Bad Tiger looked at Timmy.
“I got it,” Timmy said.
Timmy went out across the pasture. We watched him walk to the sycamore tree. He said something to Buddy we couldn’t understand. But we could hear Buddy.
“I hate to die in a bloody shirt,” he said.
“That’s just the way it is,” Timmy said. We could hear him clearly this time.
“I reckon so. Well, get it over with,” Buddy said.
We stood there stunned. I kind of knew what was coming but couldn’t believe it was about to happen.
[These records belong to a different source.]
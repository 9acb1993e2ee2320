//! Cost criteria, per-road weights and priority orders.
//!
//! Every road carries three independent weights. A [`Criterion`] selects
//! which one a search minimizes, and a [`PriorityOrder`] ranks criteria when
//! choosing a compromise route.

use std::fmt;
use std::str::FromStr;

use serde::Serialize;
use tracing::debug;

use crate::error::{Error, Result};

/// Cost dimension a route can be optimized for.
#[derive(Debug, Clone, Copy, PartialEq, Eq, Hash, PartialOrd, Ord, Serialize)]
#[serde(rename_all = "snake_case")]
pub enum Criterion {
    Distance,
    Time,
    Cost,
}

impl Criterion {
    /// All criteria in canonical order (distance, time, cost).
    pub const ALL: [Criterion; 3] = [Criterion::Distance, Criterion::Time, Criterion::Cost];

    /// Position of the criterion in canonical order.
    pub fn index(self) -> usize {
        match self {
            Criterion::Distance => 0,
            Criterion::Time => 1,
            Criterion::Cost => 2,
        }
    }

    /// Pick the weight this criterion minimizes.
    pub fn weight(self, weights: &Weights) -> u64 {
        match self {
            Criterion::Distance => weights.distance,
            Criterion::Time => weights.time,
            Criterion::Cost => weights.cost,
        }
    }

    /// Upper-case label used in textual reports.
    pub fn label(self) -> &'static str {
        match self {
            Criterion::Distance => "DISTANCE",
            Criterion::Time => "TIME",
            Criterion::Cost => "COST",
        }
    }

    /// Single-letter tag used in priority strings.
    pub fn letter(self) -> char {
        match self {
            Criterion::Distance => 'D',
            Criterion::Time => 'T',
            Criterion::Cost => 'C',
        }
    }
}

impl fmt::Display for Criterion {
    fn fmt(&self, f: &mut fmt::Formatter<'_>) -> fmt::Result {
        let value = match self {
            Criterion::Distance => "distance",
            Criterion::Time => "time",
            Criterion::Cost => "cost",
        };
        f.write_str(value)
    }
}

impl FromStr for Criterion {
    type Err = Error;

    /// Accepts full names, single letters and the Cyrillic letters
    /// (`Д`, `В`, `С`) used by legacy input files. Matching ignores case.
    fn from_str(tag: &str) -> Result<Self> {
        match tag.trim().to_lowercase().as_str() {
            "d" | "distance" | "д" => Ok(Criterion::Distance),
            "t" | "time" | "в" => Ok(Criterion::Time),
            "c" | "cost" | "с" => Ok(Criterion::Cost),
            _ => Err(Error::UnknownCriterion {
                tag: tag.to_string(),
            }),
        }
    }
}

/// The three weights of a road, or the accumulated totals of a route.
#[derive(Debug, Clone, Copy, Default, PartialEq, Eq, Hash, Serialize)]
pub struct Weights {
    pub distance: u64,
    pub time: u64,
    pub cost: u64,
}

impl Weights {
    pub fn new(distance: u64, time: u64, cost: u64) -> Self {
        Self {
            distance,
            time,
            cost,
        }
    }

    /// Component-wise sum, saturating at `u64::MAX`.
    pub fn saturating_add(self, other: Weights) -> Weights {
        Weights {
            distance: self.distance.saturating_add(other.distance),
            time: self.time.saturating_add(other.time),
            cost: self.cost.saturating_add(other.cost),
        }
    }
}

/// Ordered preference over criteria used to pick a compromise route.
#[derive(Debug, Clone, PartialEq, Eq, Serialize)]
#[serde(transparent)]
pub struct PriorityOrder(Vec<Criterion>);

impl PriorityOrder {
    pub fn new(criteria: Vec<Criterion>) -> Self {
        Self(criteria)
    }

    /// Parse a free-form priority string such as `(T, D)` or `(Д,В,С)`.
    ///
    /// Surrounding parentheses and spaces are ignored and tags are split on
    /// commas. Unrecognized tags are skipped rather than rejected, so the
    /// result may be shorter than the input or even empty.
    pub fn parse(text: &str) -> Self {
        let cleaned: String = text
            .trim()
            .trim_start_matches('(')
            .trim_end_matches(')')
            .chars()
            .filter(|c| !c.is_whitespace())
            .collect();

        let criteria = cleaned
            .split(',')
            .filter(|tag| !tag.is_empty())
            .filter_map(|tag| match tag.parse::<Criterion>() {
                Ok(criterion) => Some(criterion),
                Err(_) => {
                    debug!(tag, "skipping unrecognized priority tag");
                    None
                }
            })
            .collect();

        Self(criteria)
    }

    pub fn criteria(&self) -> &[Criterion] {
        &self.0
    }

    pub fn iter(&self) -> impl Iterator<Item = Criterion> + '_ {
        self.0.iter().copied()
    }

    pub fn is_empty(&self) -> bool {
        self.0.is_empty()
    }
}

impl Default for PriorityOrder {
    fn default() -> Self {
        Self(Criterion::ALL.to_vec())
    }
}

impl fmt::Display for PriorityOrder {
    fn fmt(&self, f: &mut fmt::Formatter<'_>) -> fmt::Result {
        let letters = self
            .0
            .iter()
            .map(|criterion| criterion.letter().to_string())
            .collect::<Vec<_>>()
            .join(",");
        write!(f, "({letters})")
    }
}

#[cfg(test)]
mod tests {
    use super::*;

    #[test]
    fn canonical_order_matches_indices() {
        for (position, criterion) in Criterion::ALL.iter().enumerate() {
            assert_eq!(criterion.index(), position);
        }
    }

    #[test]
    fn weight_selects_matching_component() {
        let weights = Weights::new(10, 5, 2);
        assert_eq!(Criterion::Distance.weight(&weights), 10);
        assert_eq!(Criterion::Time.weight(&weights), 5);
        assert_eq!(Criterion::Cost.weight(&weights), 2);
    }

    #[test]
    fn parses_letters_names_and_cyrillic_tags() {
        assert_eq!("D".parse::<Criterion>().unwrap(), Criterion::Distance);
        assert_eq!("time".parse::<Criterion>().unwrap(), Criterion::Time);
        assert_eq!(" Cost ".parse::<Criterion>().unwrap(), Criterion::Cost);
        assert_eq!("Д".parse::<Criterion>().unwrap(), Criterion::Distance);
        assert_eq!("В".parse::<Criterion>().unwrap(), Criterion::Time);
        assert_eq!("С".parse::<Criterion>().unwrap(), Criterion::Cost);
        assert!("speed".parse::<Criterion>().is_err());
    }

    #[test]
    fn priority_parse_strips_parentheses_and_spaces() {
        let order = PriorityOrder::parse("( T , D )");
        assert_eq!(order.criteria(), &[Criterion::Time, Criterion::Distance]);
        assert_eq!(order.to_string(), "(T,D)");
    }

    #[test]
    fn priority_parse_skips_unknown_tags() {
        let order = PriorityOrder::parse("(X,C,??,D)");
        assert_eq!(order.criteria(), &[Criterion::Cost, Criterion::Distance]);

        assert!(PriorityOrder::parse("(Q)").is_empty());
        assert!(PriorityOrder::parse("").is_empty());
    }

    #[test]
    fn default_priority_is_canonical() {
        assert_eq!(PriorityOrder::default().criteria(), &Criterion::ALL);
        assert_eq!(PriorityOrder::default().to_string(), "(D,T,C)");
    }

    #[test]
    fn saturating_add_does_not_overflow() {
        let total = Weights::new(u64::MAX, 1, 2).saturating_add(Weights::new(5, 1, 2));
        assert_eq!(total, Weights::new(u64::MAX, 2, 4));
    }
}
Bad Tiger said, “Why don’t you kids turn and look down the road there.”
We did just that.
And then we heard the shot.
“All right, then,” Bad Tiger said, and we turned around.
Timmy came walking back toward us. I could see Buddy lying out by the sycamore tree.
Jane looked right at Bad Tiger and said, “You ain’t nothing but the lowest of low.”
Bad Tiger looked her right back in the eye. “You said yourself he wasn’t going to get any better.”
“
“Buddy knew the score,” Bad Tiger said as Timmy came back. “And I’ll tell you, cutie pie, doctor or no doctor, he wasn’t going to make it. I’ve seen it before. He had done mostly bled out. We done him a favor.”
13
“We have to keep them all?” Timmy said. “How about I just shoot the girl, the blabbermouth.”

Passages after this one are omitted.